How do we explicity relate $x$ and $y$? Can we express $y$ as a polynomial in $x$ with coefficients from $\mathbb{F}_p$?

I know that the field extension $\mathbb{F}_{p^3}$ which can be realized as $\mathbb{F}_p[X]/f$ contains $x$ and $y$ (as it contains every root of every irreducible of degree $3$), so $y$ should be expressible in the form $$y=\alpha x^2+ \beta x +\gamma$$ for some $\alpha, \beta, \gamma \in \mathbb{F}_p$.

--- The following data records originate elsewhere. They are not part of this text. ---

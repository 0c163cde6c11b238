//! Availability pool: the bounded buffer of currently free identifiers.
//!
//! The semaphore's permit count always equals the number of queued ids:
//! `take` consumes a permit before popping, `put` pushes before adding a
//! permit. A waiter holding a permit is therefore guaranteed to find an id.

use std::collections::VecDeque;
use std::sync::atomic::{AtomicUsize, Ordering};
use std::time::Duration;

use parking_lot::Mutex;
use tokio::sync::{Semaphore, TryAcquireError};
use tokio_util::sync::CancellationToken;

use crate::error::{Error, Result};
use crate::resource_set::ResourceId;

/// Blocking, cancellable multiset of free resource identifiers.
///
/// The pool never checks for duplicates: putting back an id that is already
/// queued is a bug in the caller (see [`LockManager`](crate::LockManager)).
pub struct AvailabilityPool {
    free: Mutex<VecDeque<ResourceId>>,
    permits: Semaphore,
    capacity: usize,
    waiters: AtomicUsize,
}

impl std::fmt::Debug for AvailabilityPool {
    fn fmt(&self, f: &mut std::fmt::Formatter<'_>) -> std::fmt::Result {
        f.debug_struct("AvailabilityPool")
            .field("available", &self.available())
            .field("capacity", &self.capacity)
            .field("waiters", &self.waiters())
            .finish()
    }
}

impl AvailabilityPool {
    /// Create a pool pre-filled with `ids`.
    pub fn new(ids: impl IntoIterator<Item = ResourceId>) -> Self {
        let free: VecDeque<ResourceId> = ids.into_iter().collect();
        let capacity = free.len();
        Self {
            permits: Semaphore::new(capacity),
            free: Mutex::new(free),
            capacity,
            waiters: AtomicUsize::new(0),
        }
    }

    /// Take a free id without waiting.
    pub fn try_take(&self) -> Option<ResourceId> {
        match self.permits.try_acquire() {
            Ok(permit) => {
                permit.forget();
                Some(self.pop())
            }
            Err(TryAcquireError::NoPermits | TryAcquireError::Closed) => None,
        }
    }

    /// Wait for a free id.
    ///
    /// Fails with [`Error::Cancelled`] when `cancel` fires and with
    /// [`Error::Timeout`] when `timeout` elapses. On failure nothing has been
    /// removed from the pool: dropping an unfinished semaphore acquire
    /// releases its place in the queue without consuming a permit.
    pub async fn take(
        &self,
        cancel: &CancellationToken,
        timeout: Option<Duration>,
    ) -> Result<ResourceId> {
        if let Some(id) = self.try_take() {
            return Ok(id);
        }

        self.waiters.fetch_add(1, Ordering::Relaxed);
        let _waiting = WaiterGuard(&self.waiters);

        let acquire = self.permits.acquire();
        let permit = match timeout {
            Some(limit) => tokio::select! {
                res = tokio::time::timeout(limit, acquire) => match res {
                    Ok(permit) => permit,
                    Err(_) => {
                        return Err(Error::Timeout {
                            timeout_ms: u64::try_from(limit.as_millis()).unwrap_or(u64::MAX),
                        });
                    }
                },
                () = cancel.cancelled() => return Err(Error::Cancelled),
            },
            None => tokio::select! {
                permit = acquire => permit,
                () = cancel.cancelled() => return Err(Error::Cancelled),
            },
        };

        // The semaphore is never closed.
        let Ok(permit) = permit else {
            return Err(Error::Cancelled);
        };
        permit.forget();
        Ok(self.pop())
    }

    /// Return an id to the pool and wake one waiter.
    pub fn put(&self, id: ResourceId) {
        self.free.lock().push_back(id);
        self.permits.add_permits(1);
    }

    /// Number of ids currently free.
    #[must_use]
    pub fn available(&self) -> usize {
        self.free.lock().len()
    }

    /// Number of callers blocked in [`take`](Self::take).
    #[must_use]
    pub fn waiters(&self) -> usize {
        self.waiters.load(Ordering::Relaxed)
    }

    /// Size of the universe the pool was created with.
    #[must_use]
    pub fn capacity(&self) -> usize {
        self.capacity
    }

    /// Copy of the free ids, front first.
    #[must_use]
    pub fn free_ids(&self) -> Vec<ResourceId> {
        self.free.lock().iter().cloned().collect()
    }

    fn pop(&self) -> ResourceId {
        // A forgotten permit stands for exactly one queued id.
        match self.free.lock().pop_front() {
            Some(id) => id,
            None => unreachable!("semaphore permit without a queued resource"),
        }
    }
}

struct WaiterGuard<'a>(&'a AtomicUsize);

impl Drop for WaiterGuard<'_> {
    fn drop(&mut self) {
        self.0.fetch_sub(1, Ordering::Relaxed);
    }
}
//! # dbkeeper lock manager
//!
//! Hands out exclusive leases on a fixed pool of interchangeable test
//! database connections.
//!
//! - [`LockManager`] is the acquire/release façade. Acquire blocks until a
//!   resource is free (or the caller cancels); release returns it.
//! - Forgotten locks are reclaimed by a periodic expiry sweep
//!   ([`LockManager::start_sweeper`]).
//! - [`Admin`] adds session-gated overrides: force-release one resource or
//!   every resource of one owner.
//!
//! Every resource identifier is at all times either free in the
//! [`AvailabilityPool`] or held in the [`LockRegistry`], never both. A
//! release racing with an admin override observes [`Error::NotLocked`] and
//! does not touch the pool.
//!
//! ```no_run
//! # async fn demo() -> dbkeeper_lock::Result<()> {
//! use dbkeeper_lock::{Context, LockConfig, LockManager};
//!
//! let config = LockConfig::from_json_file("dbkeeper.json")?;
//! let manager = LockManager::new(config)?;
//! let _sweeper = manager.start_sweeper();
//!
//! let ctx = Context::new("ci-job-42", "api-key");
//! let db = manager.acquire(&ctx).await?;
//! // ... run tests against `db` ...
//! manager.release(&ctx, db.as_str())?;
//! # Ok(())
//! # }
//! ```

pub mod admin;
pub mod auth;
pub mod config;
pub mod context;
pub mod error;
pub mod events;
pub mod manager;
pub mod pool;
pub mod registry;
pub mod resource_set;
pub mod session;
pub mod sweeper;

pub use admin::Admin;
pub use auth::{Authenticator, StaticCredential};
pub use config::{DatabaseConfig, LockConfig, MAX_EVENT_BUFFER, MAX_RESOURCES};
pub use context::Context;
pub use error::{Error, Result};
pub use events::{EventBus, LockEvent, SessionEndReason};
pub use manager::{ForceReleaseOutcome, LockManager, LockStats, ResourceStatus};
pub use pool::AvailabilityPool;
pub use registry::{LockRecord, LockRegistry};
pub use resource_set::{ResourceId, ResourceSet};
pub use session::{SessionStore, SessionToken};
pub use sweeper::SweeperHandle;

But this is what I am trying to establish, without using the uniqueness of $\mathbb{F}_{p^3}$ or it being the splitting field of $X^{p^3}-X$. I would prefer not using any non-trivial facts about finite fields here. My aim is to show that every cubic irreducible has a root in the specific extension $\mathbb{F}_p[X]/f$, and I want to do this by explicitly obtaining a dependence of the form $y=\alpha x^2+ \beta x +\gamma$ whenever $y$ satisfies $y^3+Ay^2+By+C=0$.

Is there some algebraic expression or algorithm to find $\alpha, \beta, \gamma$? Something on the lines of resultants maybe.

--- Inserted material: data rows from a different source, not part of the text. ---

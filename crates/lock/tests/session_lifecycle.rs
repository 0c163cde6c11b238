//! Admin session lifecycle: login, activity, logout, idle expiry.

use std::time::Duration;

use dbkeeper_lock::{Admin, Error, LockConfig, LockManager, SessionToken};
use secrecy::SecretString;

fn admin(session_ttl: Duration, sweep_interval: Duration) -> Admin {
    let mut config = LockConfig {
        api_key: SecretString::from("key".to_string()),
        admin_password: SecretString::from("s3cret".to_string()),
        session_ttl,
        session_sweep_interval: sweep_interval,
        ..Default::default()
    };
    config.database.count = 2;
    Admin::new(LockManager::new(config).unwrap())
}

#[tokio::test]
async fn valid_after_login_invalid_after_logout() {
    let admin = admin(Duration::from_secs(3600), Duration::from_secs(600));
    let token = admin.login("s3cret").unwrap();
    assert!(admin.is_authorized(&token));
    assert!(admin.dashboard(&token).is_ok());

    assert!(admin.logout(&token));
    assert!(!admin.is_authorized(&token));
    assert!(matches!(admin.dashboard(&token), Err(Error::Unauthorized)));
}

#[tokio::test]
async fn wrong_password_is_invalid_credential() {
    let admin = admin(Duration::from_secs(3600), Duration::from_secs(600));
    assert!(matches!(admin.login("guess"), Err(Error::InvalidCredential)));
    assert!(matches!(admin.login(""), Err(Error::InvalidCredential)));
    assert!(admin.sessions().is_empty());
}

#[tokio::test]
async fn idle_session_expires() {
    let admin = admin(Duration::from_millis(100), Duration::from_secs(600));
    let token = admin.login("s3cret").unwrap();
    tokio::time::sleep(Duration::from_millis(150)).await;
    assert!(!admin.is_authorized(&token));
    assert!(matches!(
        admin.release_all_by_owner(&token, "anyone"),
        Err(Error::Unauthorized)
    ));
}

#[tokio::test(flavor = "multi_thread")]
async fn sweeper_evicts_idle_sessions() {
    let admin = admin(Duration::from_millis(50), Duration::from_millis(20));
    let sweeper = admin.start();
    let _token = admin.login("s3cret").unwrap();
    assert_eq!(admin.sessions().len(), 1);

    tokio::time::sleep(Duration::from_millis(200)).await;
    assert!(admin.sessions().is_empty(), "idle session should be swept");

    admin.manager().shutdown();
    tokio::time::sleep(Duration::from_millis(50)).await;
    assert!(sweeper.is_stopped());
}

#[tokio::test]
async fn forged_token_is_rejected() {
    let admin = admin(Duration::from_secs(3600), Duration::from_secs(600));
    let _real = admin.login("s3cret").unwrap();
    assert!(!admin.is_authorized(&SessionToken::from("not-a-session")));
}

I was thinking of considering the ideal $<X^3+aX^2+bX+c, Y^3+AY^2+BY+C>$ in $\mathbb{F}_p[X,Y]$ and show that there exists an element in this ideal with total degree at most $2$. But it doesn't seem to lead me anywhere much, especially since I am not clear how to incorporate the (essential) property that both the polynomials are irreducible. Would a Grobner basis of the ideal help with this? I am not too familiar with that technique, but will explore it if it is relevant here. Thanks.

(This has now been cross-posted to MathOverflow: https://mathoverflow.net/questions/243458/algebraic-dependence-of-irreducibles-in-a-finite-field)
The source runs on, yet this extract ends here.